Indeed, it’s always tough to see your stocks go down a week after you’ve purchased. That said, such dips are less meaningful in the grander scheme of things, especially if you are investing for the next 10 years and beyond. By staying invested over long periods of time, one effectively puts the odds in their favour. The longer one’s investing horizon, the greater the chances one will walk away with a big gain.
TFSA investors: Don’t time markets; stay invested for the long haul
Further, I’d encourage new TFSA investors to leverage the dollar-cost averaging (DCA) approach. Start with a small partial position and be ready to buy more on further weakness. That way, you won’t dread market dips and be tempted to sell when there’s no material news. Sure, the DCA method isn’t as good when commissions are high and a stock is actually at its bottom. However, by using the DCA approach, one effectively is acknowledging that they don’t know where the bottom is, and they’re fine either way, as they have a “Plan B” for if things head south.
It’s always wise to prepare for the unknown and be ready to react accordingly. If you’ve got a plan, you’ll be far less likely to panic. Heck, you may even be happy to see shares your own retreat so you can have another helping. Treat buying shares of companies you love as like getting portions at the buffet. You wouldn’t pile everything on your plate all at once! Instead, be comforted knowing that you can grab seconds, thirds, or even fourths, as you look to fill your stomach.
TFI: A long-haul trucker for the long haul!
In this piece, we’ll check out one top stock for TFSA investors to consider buying and holding for the long run. Consider shares of TFI International (TSX:TFII)(NYSE:TFII), a less-than-load trucker that’s well equipped to thrive in the new bull run.
Since bottoming out in June 2022, the stock soared more than 44%. That’s a huge gain in such a short period of time. With new highs in sight and a valuation that’s still not all that lofty, I’d nibble away at shares now and gradually over time as a long-term-thinking TFSA investor.
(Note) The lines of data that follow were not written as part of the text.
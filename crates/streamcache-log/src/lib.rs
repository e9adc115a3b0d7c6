//! # streamcache-log
//!
//! The change log every cache replica publishes to and tails.
//!
//! The cache depends on the log for ordering and durability but does not
//! implement either: this crate defines the contract ([`ChangeLog`]) and ships
//! two implementations.
//!
//! - [`InMemoryChangeLog`] - process-local, shared by cloning. Used in tests and
//!   for single-process setups.
//! - [`RedisStreamLog`] - a Redis stream (`XADD` / `XREAD BLOCK`), shared by
//!   every process pointed at the same stream key.
//!
//! ## Positions
//!
//! A [`Cursor`] names the last entry a reader consumed. `read_next(cursor)`
//! returns the first entry strictly after it, so a reader advances by handing
//! back the position of the entry it just processed.
//!
//! ```ignore
//! let log = InMemoryChangeLog::new();
//! let mut cursor = log.resolve(StartFrom::Beginning).await?;
//! loop {
//!     let entry = log.read_next(&cursor).await?;
//!     handle(entry.record);
//!     cursor = entry.position;
//! }
//! ```

mod cursor;
mod error;
pub mod memory;
pub mod stream;
mod traits;

pub use cursor::{Cursor, ParseCursorError, StartFrom};
pub use error::LogError;
pub use memory::InMemoryChangeLog;
pub use stream::{RedisStreamConfig, RedisStreamLog};
pub use traits::{ChangeLog, LogEntry};

/// Type alias for a shared change log trait object.
pub type DynChangeLog = std::sync::Arc<dyn ChangeLog>;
At writing, TFI shares trade at 13.1 times price-to-earnings (P/E), which is well below industry averages. Further, TFI’s return on investment (ROI), just shy of 17%, is well above the industry average of around 9.2%. Indeed, TFI is a far more efficient operator than it was prior to the pandemic, and that’s thanks to a wonderful management team.
Despite the recent run, which came on the back of a blowout second-quarter earnings report (a 55% upside EPS surprise), the folks on Bay Street are still as upbeat as ever. Upgrades have come in from across the board, and I think they’ll help fuel a continued move toward the $150-per-share mark.